╭─ Given data
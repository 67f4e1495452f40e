//! Match state and core simulation types
//!
//! Everything the rally controller mutates lives in [`MatchState`]; there is
//! no ambient global state.

use glam::Vec2;
use rand::SeedableRng;
use rand_pcg::Pcg32;
use serde::{Deserialize, Serialize};

use super::ai::AiController;
use super::kinematics::clamp_extent;
use super::rect::Rect;
use crate::consts::*;
use crate::settings::{PlayMode, Settings};

/// Table side / player identity
#[derive(Debug, Clone, Copy, PartialEq, Eq, Hash, Serialize, Deserialize)]
pub enum Side {
    Left,
    Right,
}

impl Side {
    pub fn opposite(self) -> Side {
        match self {
            Side::Left => Side::Right,
            Side::Right => Side::Left,
        }
    }

    /// Horizontal sign of travel toward this side
    pub fn direction(self) -> f32 {
        match self {
            Side::Left => -1.0,
            Side::Right => 1.0,
        }
    }

    pub fn index(self) -> usize {
        match self {
            Side::Left => 0,
            Side::Right => 1,
        }
    }
}

/// Rally phase
#[derive(Debug, Clone, Copy, PartialEq, Eq, Serialize, Deserialize)]
pub enum RallyPhase {
    /// Ball frozen at center until the serve time
    Serving,
    /// Ball in motion
    Rallying,
    /// A side has scored this frame; resolved to `Serving` or `MatchOver`
    /// before the tick returns
    PointScored,
    /// Winner decided, waiting for an explicit play-again
    MatchOver,
}

/// Something that happened during a tick (audio/feedback triggers)
#[derive(Debug, Clone, Copy, PartialEq, Eq, Serialize, Deserialize)]
pub enum GameEvent {
    Served { toward: Side },
    WallHit,
    PaddleHit(Side),
    PointScored(Side),
    MatchWon(Side),
}

/// Per-frame vertical intent for a paddle
#[derive(Debug, Clone, Copy, PartialEq, Eq, Default, Serialize, Deserialize)]
pub enum PaddleCommand {
    Up,
    Down,
    #[default]
    Hold,
}

/// A player's paddle
#[derive(Debug, Clone, Serialize, Deserialize)]
pub struct Paddle {
    pub side: Side,
    /// Center position
    pub pos: Vec2,
    pub size: Vec2,
    /// Vertical step per frame
    pub speed: f32,
}

impl Paddle {
    pub fn new(side: Side) -> Self {
        let x = match side {
            Side::Left => PADDLE_MARGIN,
            Side::Right => TABLE_WIDTH - PADDLE_MARGIN,
        };
        Self {
            side,
            pos: Vec2::new(x, TABLE_HEIGHT / 2.0),
            size: Vec2::new(PADDLE_WIDTH, PADDLE_HEIGHT),
            speed: PADDLE_SPEED,
        }
    }

    pub fn as_rect(&self) -> Rect {
        Rect::from_center(self.pos, self.size)
    }

    /// Set step speed, clamped to the allowed paddle range
    pub fn set_speed(&mut self, speed: f32) {
        self.speed = speed.clamp(PADDLE_MIN_SPEED, PADDLE_MAX_SPEED);
    }

    pub fn move_up(&mut self) {
        self.move_by(-self.speed);
    }

    pub fn move_down(&mut self) {
        self.move_by(self.speed);
    }

    pub fn apply(&mut self, command: PaddleCommand) {
        match command {
            PaddleCommand::Up => self.move_up(),
            PaddleCommand::Down => self.move_down(),
            PaddleCommand::Hold => {}
        }
    }

    fn move_by(&mut self, dy: f32) {
        self.pos.y = clamp_extent(self.pos.y + dy, self.size.y / 2.0, 0.0, TABLE_HEIGHT);
    }

    pub fn recenter(&mut self) {
        self.pos.y = TABLE_HEIGHT / 2.0;
    }
}

/// The ball
#[derive(Debug, Clone, Serialize, Deserialize)]
pub struct Ball {
    /// Center position
    pub pos: Vec2,
    pub vel: Vec2,
    pub size: Vec2,
    /// Scalar speed; equals `vel.length()` whenever the ball is moving
    pub speed: f32,
}

impl Default for Ball {
    fn default() -> Self {
        Self {
            pos: table_center(),
            vel: Vec2::ZERO,
            size: Vec2::splat(BALL_SIZE),
            speed: BALL_START_SPEED,
        }
    }
}

impl Ball {
    pub fn as_rect(&self) -> Rect {
        Rect::from_center(self.pos, self.size)
    }

    /// Freeze at the table center with base speed
    pub fn park(&mut self) {
        self.pos = table_center();
        self.vel = Vec2::ZERO;
        self.speed = BALL_START_SPEED;
    }

    /// Launch from the current position at `speed`, `angle` radians off
    /// horizontal, toward `toward`
    pub fn launch(&mut self, toward: Side, speed: f32, angle: f32) {
        self.speed = speed;
        self.vel = Vec2::new(
            toward.direction() * speed * angle.cos(),
            speed * angle.sin(),
        );
    }

    /// Shift horizontally so the left edge sits at `x`
    pub fn set_left(&mut self, x: f32) {
        self.pos.x = x + self.size.x / 2.0;
    }

    /// Shift horizontally so the right edge sits at `x`
    pub fn set_right(&mut self, x: f32) {
        self.pos.x = x - self.size.x / 2.0;
    }
}

/// Center of the table
#[inline]
pub fn table_center() -> Vec2 {
    Vec2::new(TABLE_WIDTH / 2.0, TABLE_HEIGHT / 2.0)
}

/// Who drives a paddle
#[derive(Debug, Clone, Serialize, Deserialize)]
pub enum Controller {
    Human,
    Ai(AiController),
}

/// Score pair
#[derive(Debug, Clone, Copy, Default, PartialEq, Eq, Serialize, Deserialize)]
pub struct Score {
    pub left: u32,
    pub right: u32,
}

impl Score {
    pub fn get(&self, side: Side) -> u32 {
        match side {
            Side::Left => self.left,
            Side::Right => self.right,
        }
    }

    pub fn increment(&mut self, side: Side) {
        match side {
            Side::Left => self.left += 1,
            Side::Right => self.right += 1,
        }
    }

    /// Side whose score has reached `win_score`, if any
    pub fn winner(&self, win_score: u32) -> Option<Side> {
        if self.left >= win_score {
            Some(Side::Left)
        } else if self.right >= win_score {
            Some(Side::Right)
        } else {
            None
        }
    }
}

/// RNG state wrapper for serialization
///
/// Each draw reseeds from `seed` and the number of draws so far, so the
/// sequence is reproducible from the serialized fields alone.
#[derive(Debug, Clone, Serialize, Deserialize)]
pub struct RngState {
    pub seed: u64,
    pub stream: u64,
}

impl RngState {
    pub fn new(seed: u64) -> Self {
        Self { seed, stream: 0 }
    }

    pub fn next_rng(&mut self) -> Pcg32 {
        let rng = Pcg32::seed_from_u64(self.seed.wrapping_add(self.stream));
        self.stream += 1;
        rng
    }
}

/// Complete match state (deterministic, serializable)
#[derive(Debug, Clone, Serialize, Deserialize)]
pub struct MatchState {
    /// Run seed for reproducibility
    pub seed: u64,
    pub rng_state: RngState,
    pub phase: RallyPhase,
    pub paused: bool,
    /// When the pause started (ms), for pushing the serve time back
    pub paused_at_ms: Option<u64>,
    pub score: Score,
    pub win_score: u32,
    pub winner: Option<Side>,
    /// Absolute time (ms) at which the ball launches
    pub serve_at_ms: u64,
    /// Side the next serve travels toward (`None` = random)
    pub serve_toward: Option<Side>,
    pub paddles: [Paddle; 2],
    pub controllers: [Controller; 2],
    pub ball: Ball,
    /// Frames simulated (excludes paused frames)
    pub frame: u64,
    /// Events produced by the most recent tick
    #[serde(skip)]
    pub events: Vec<GameEvent>,
}

impl MatchState {
    /// Start a match at time `now_ms`; the first serve goes in a random
    /// direction after the serve delay
    pub fn new(settings: &Settings, now_ms: u64) -> Self {
        let settings = settings.clamped();
        let mut paddles = [Paddle::new(Side::Left), Paddle::new(Side::Right)];
        let controllers = [Side::Left, Side::Right].map(|side| {
            if settings.mode.ai_drives(side) {
                let ai = AiController::new(settings.difficulty);
                ai.apply_speed(&mut paddles[side.index()]);
                Controller::Ai(ai)
            } else {
                Controller::Human
            }
        });

        Self {
            seed: settings.seed,
            rng_state: RngState::new(settings.seed),
            phase: RallyPhase::Serving,
            paused: false,
            paused_at_ms: None,
            score: Score::default(),
            win_score: settings.win_score,
            winner: None,
            serve_at_ms: now_ms + SERVE_DELAY_MS,
            serve_toward: None,
            paddles,
            controllers,
            ball: Ball::default(),
            frame: 0,
            events: Vec::new(),
        }
    }

    pub fn is_over(&self) -> bool {
        self.phase == RallyPhase::MatchOver
    }

    /// Whole seconds left before the serve, for the countdown overlay
    pub fn serve_countdown(&self, now_ms: u64) -> Option<u64> {
        if self.phase != RallyPhase::Serving || now_ms >= self.serve_at_ms {
            return None;
        }
        Some((self.serve_at_ms - now_ms) / 1000 + 1)
    }

    /// Reset for a new match with the same mode and difficulty
    pub fn play_again(&mut self, now_ms: u64) {
        if self.phase != RallyPhase::MatchOver {
            return;
        }
        self.score = Score::default();
        self.winner = None;
        for paddle in &mut self.paddles {
            paddle.recenter();
        }
        for controller in &mut self.controllers {
            if let Controller::Ai(ai) = controller {
                ai.reset();
            }
        }
        self.ball.park();
        self.serve_toward = None;
        self.serve_at_ms = now_ms + SERVE_DELAY_MS;
        self.paused = false;
        self.paused_at_ms = None;
        self.phase = RallyPhase::Serving;
        log::info!("New match started (first to {})", self.win_score);
    }
}
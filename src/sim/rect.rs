//! Axis-aligned rectangle geometry for paddles, ball and table
//!
//! Screen coordinates: x grows to the right, y grows downward, so the
//! "top" edge has the smaller y.

use glam::Vec2;
use serde::{Deserialize, Serialize};

/// An axis-aligned rectangle stored by center and full size
#[derive(Debug, Clone, Copy, PartialEq, Serialize, Deserialize)]
pub struct Rect {
    pub center: Vec2,
    pub size: Vec2,
}

impl Rect {
    pub fn from_center(center: Vec2, size: Vec2) -> Self {
        Self { center, size }
    }

    /// Build from top-left corner and size
    pub fn from_min_size(min: Vec2, size: Vec2) -> Self {
        Self {
            center: min + size / 2.0,
            size,
        }
    }

    #[inline]
    pub fn half_size(&self) -> Vec2 {
        self.size / 2.0
    }

    #[inline]
    pub fn left(&self) -> f32 {
        self.center.x - self.size.x / 2.0
    }

    #[inline]
    pub fn right(&self) -> f32 {
        self.center.x + self.size.x / 2.0
    }

    #[inline]
    pub fn top(&self) -> f32 {
        self.center.y - self.size.y / 2.0
    }

    #[inline]
    pub fn bottom(&self) -> f32 {
        self.center.y + self.size.y / 2.0
    }

    /// Top-left corner
    pub fn min(&self) -> Vec2 {
        self.center - self.half_size()
    }

    /// Bottom-right corner
    pub fn max(&self) -> Vec2 {
        self.center + self.half_size()
    }

    /// Strict overlap test. Rectangles that only share an edge do not overlap.
    pub fn overlaps(&self, other: &Rect) -> bool {
        self.left() < other.right()
            && other.left() < self.right()
            && self.top() < other.bottom()
            && other.top() < self.bottom()
    }
}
╰─
List all lines from the entries that include the word "None".

            None
    /// Side the next serve travels toward (`None` = random)
            paused_at_ms: None,
            winner: None,
            serve_toward: None,
            return None;
        self.winner = None;
        self.serve_toward = None;
        self.paused_at_ms = None;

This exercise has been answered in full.